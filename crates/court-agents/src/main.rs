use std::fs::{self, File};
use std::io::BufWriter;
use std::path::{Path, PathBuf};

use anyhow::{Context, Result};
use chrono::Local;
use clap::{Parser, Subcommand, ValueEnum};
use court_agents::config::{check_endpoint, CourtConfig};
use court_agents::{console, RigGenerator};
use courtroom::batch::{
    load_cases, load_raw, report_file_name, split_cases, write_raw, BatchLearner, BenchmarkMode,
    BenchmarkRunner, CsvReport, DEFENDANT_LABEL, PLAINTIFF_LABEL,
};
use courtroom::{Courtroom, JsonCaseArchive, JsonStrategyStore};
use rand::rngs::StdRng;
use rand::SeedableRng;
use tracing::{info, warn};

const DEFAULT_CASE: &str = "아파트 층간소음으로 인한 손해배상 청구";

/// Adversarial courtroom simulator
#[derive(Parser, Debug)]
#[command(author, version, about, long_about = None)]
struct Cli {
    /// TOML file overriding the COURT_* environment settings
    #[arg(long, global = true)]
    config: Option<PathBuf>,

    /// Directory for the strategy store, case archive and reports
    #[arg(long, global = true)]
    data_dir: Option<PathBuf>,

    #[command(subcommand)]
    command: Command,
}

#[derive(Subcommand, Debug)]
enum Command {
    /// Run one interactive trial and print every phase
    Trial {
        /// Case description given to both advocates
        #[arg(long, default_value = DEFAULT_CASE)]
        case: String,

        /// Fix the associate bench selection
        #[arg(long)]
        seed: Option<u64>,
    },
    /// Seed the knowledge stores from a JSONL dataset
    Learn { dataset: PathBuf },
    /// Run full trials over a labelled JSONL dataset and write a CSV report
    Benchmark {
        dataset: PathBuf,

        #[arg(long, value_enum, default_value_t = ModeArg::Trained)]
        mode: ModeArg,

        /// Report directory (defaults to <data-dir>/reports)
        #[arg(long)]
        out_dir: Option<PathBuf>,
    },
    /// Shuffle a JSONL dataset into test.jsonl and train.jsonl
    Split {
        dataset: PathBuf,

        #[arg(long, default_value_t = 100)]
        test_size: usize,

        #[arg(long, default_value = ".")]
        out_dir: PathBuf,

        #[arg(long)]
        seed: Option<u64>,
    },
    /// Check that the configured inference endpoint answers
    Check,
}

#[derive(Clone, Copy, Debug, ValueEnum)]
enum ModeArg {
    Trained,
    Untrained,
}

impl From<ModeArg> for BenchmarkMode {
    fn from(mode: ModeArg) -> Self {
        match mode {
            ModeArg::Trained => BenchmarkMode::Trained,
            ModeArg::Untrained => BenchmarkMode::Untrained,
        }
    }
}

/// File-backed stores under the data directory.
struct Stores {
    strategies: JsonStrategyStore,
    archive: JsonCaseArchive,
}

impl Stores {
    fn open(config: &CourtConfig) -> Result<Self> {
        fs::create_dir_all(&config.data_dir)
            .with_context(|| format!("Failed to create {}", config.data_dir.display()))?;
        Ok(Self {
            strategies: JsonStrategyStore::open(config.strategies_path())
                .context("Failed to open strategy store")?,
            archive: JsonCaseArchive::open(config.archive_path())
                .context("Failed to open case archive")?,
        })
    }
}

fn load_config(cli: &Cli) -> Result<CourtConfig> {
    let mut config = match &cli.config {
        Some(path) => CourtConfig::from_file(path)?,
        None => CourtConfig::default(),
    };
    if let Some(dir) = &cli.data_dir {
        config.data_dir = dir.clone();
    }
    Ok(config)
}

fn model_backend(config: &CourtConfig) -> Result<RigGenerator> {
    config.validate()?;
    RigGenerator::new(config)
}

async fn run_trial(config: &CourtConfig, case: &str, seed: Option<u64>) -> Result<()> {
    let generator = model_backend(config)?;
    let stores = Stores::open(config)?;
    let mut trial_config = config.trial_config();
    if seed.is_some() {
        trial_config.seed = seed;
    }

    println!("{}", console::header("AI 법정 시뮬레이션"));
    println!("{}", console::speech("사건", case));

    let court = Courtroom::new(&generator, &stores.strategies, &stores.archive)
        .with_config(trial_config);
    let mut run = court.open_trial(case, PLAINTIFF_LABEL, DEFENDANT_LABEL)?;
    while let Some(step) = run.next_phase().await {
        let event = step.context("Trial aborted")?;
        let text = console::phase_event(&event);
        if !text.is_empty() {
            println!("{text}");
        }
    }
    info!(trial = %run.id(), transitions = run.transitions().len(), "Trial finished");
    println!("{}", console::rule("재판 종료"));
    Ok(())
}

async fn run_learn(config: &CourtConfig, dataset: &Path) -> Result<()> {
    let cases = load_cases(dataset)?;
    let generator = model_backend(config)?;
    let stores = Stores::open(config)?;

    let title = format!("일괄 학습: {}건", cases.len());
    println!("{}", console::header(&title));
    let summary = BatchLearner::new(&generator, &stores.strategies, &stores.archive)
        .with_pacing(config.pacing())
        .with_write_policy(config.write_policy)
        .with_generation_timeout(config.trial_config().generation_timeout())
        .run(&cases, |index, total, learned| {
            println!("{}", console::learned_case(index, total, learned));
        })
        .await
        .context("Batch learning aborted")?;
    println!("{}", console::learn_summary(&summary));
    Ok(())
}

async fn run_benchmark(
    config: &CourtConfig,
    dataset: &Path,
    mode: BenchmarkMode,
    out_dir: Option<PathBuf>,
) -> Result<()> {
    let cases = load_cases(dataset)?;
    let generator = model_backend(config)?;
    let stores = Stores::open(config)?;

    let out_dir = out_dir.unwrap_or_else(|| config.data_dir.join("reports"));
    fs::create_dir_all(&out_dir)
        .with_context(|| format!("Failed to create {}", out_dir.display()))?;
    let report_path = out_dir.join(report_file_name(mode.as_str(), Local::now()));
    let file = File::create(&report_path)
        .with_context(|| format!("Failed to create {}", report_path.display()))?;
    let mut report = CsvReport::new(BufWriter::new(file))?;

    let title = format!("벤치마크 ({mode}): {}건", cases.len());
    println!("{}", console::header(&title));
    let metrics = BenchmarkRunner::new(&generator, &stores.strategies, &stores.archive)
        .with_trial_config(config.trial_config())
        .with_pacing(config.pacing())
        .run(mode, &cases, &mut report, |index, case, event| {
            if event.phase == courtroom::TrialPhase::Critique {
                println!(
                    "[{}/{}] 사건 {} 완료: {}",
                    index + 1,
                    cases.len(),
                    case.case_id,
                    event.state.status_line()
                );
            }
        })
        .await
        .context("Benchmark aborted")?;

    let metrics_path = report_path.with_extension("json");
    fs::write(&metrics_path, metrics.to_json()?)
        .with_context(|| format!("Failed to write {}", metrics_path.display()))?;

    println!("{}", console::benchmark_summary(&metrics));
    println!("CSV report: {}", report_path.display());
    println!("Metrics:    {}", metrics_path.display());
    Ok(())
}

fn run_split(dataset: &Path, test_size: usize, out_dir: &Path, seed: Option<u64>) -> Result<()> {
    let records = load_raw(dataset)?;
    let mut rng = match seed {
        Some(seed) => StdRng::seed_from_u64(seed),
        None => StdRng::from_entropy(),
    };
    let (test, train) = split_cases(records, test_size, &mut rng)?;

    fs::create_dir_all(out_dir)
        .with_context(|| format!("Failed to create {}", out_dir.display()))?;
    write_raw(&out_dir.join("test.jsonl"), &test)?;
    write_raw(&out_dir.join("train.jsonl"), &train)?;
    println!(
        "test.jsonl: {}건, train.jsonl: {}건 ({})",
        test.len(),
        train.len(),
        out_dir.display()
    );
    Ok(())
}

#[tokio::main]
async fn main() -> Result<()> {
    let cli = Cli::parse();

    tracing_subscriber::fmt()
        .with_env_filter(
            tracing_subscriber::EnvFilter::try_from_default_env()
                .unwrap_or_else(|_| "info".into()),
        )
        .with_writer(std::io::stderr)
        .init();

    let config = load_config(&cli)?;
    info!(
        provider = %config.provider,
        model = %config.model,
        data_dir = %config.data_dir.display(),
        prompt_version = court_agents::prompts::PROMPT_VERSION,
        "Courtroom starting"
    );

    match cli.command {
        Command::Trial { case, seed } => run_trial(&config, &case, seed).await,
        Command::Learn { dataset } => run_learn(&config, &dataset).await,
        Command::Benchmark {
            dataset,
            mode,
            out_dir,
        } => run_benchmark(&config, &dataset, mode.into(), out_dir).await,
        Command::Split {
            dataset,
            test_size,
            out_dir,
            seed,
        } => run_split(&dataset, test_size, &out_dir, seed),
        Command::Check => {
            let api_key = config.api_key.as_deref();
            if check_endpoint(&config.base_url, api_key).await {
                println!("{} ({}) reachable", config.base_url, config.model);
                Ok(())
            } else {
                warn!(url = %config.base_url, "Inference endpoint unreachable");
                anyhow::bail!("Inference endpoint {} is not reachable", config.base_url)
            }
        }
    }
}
--
Work to be completed:
In the reply, include exactly the lines from the beginning of the entries above through the line holding "#[arg(long, default_value = DEFAULT_CASE)]", and nothing besides.

Finished task:
filename crates/court-agents/src/main.rs
use std::fs::{self, File};
use std::io::BufWriter;
use std::path::{Path, PathBuf};

use anyhow::{Context, Result};
use chrono::Local;
use clap::{Parser, Subcommand, ValueEnum};
use court_agents::config::{check_endpoint, CourtConfig};
use court_agents::{console, RigGenerator};
use courtroom::batch::{
    load_cases, load_raw, report_file_name, split_cases, write_raw, BatchLearner, BenchmarkMode,
    BenchmarkRunner, CsvReport, DEFENDANT_LABEL, PLAINTIFF_LABEL,
};
use courtroom::{Courtroom, JsonCaseArchive, JsonStrategyStore};
use rand::rngs::StdRng;
use rand::SeedableRng;
use tracing::{info, warn};

const DEFAULT_CASE: &str = "아파트 층간소음으로 인한 손해배상 청구";

/// Adversarial courtroom simulator
#[derive(Parser, Debug)]
#[command(author, version, about, long_about = None)]
struct Cli {
    /// TOML file overriding the COURT_* environment settings
    #[arg(long, global = true)]
    config: Option<PathBuf>,

    /// Directory for the strategy store, case archive and reports
    #[arg(long, global = true)]
    data_dir: Option<PathBuf>,

    #[command(subcommand)]
    command: Command,
}

#[derive(Subcommand, Debug)]
enum Command {
    /// Run one interactive trial and print every phase
    Trial {
        /// Case description given to both advocates
        #[arg(long, default_value = DEFAULT_CASE)]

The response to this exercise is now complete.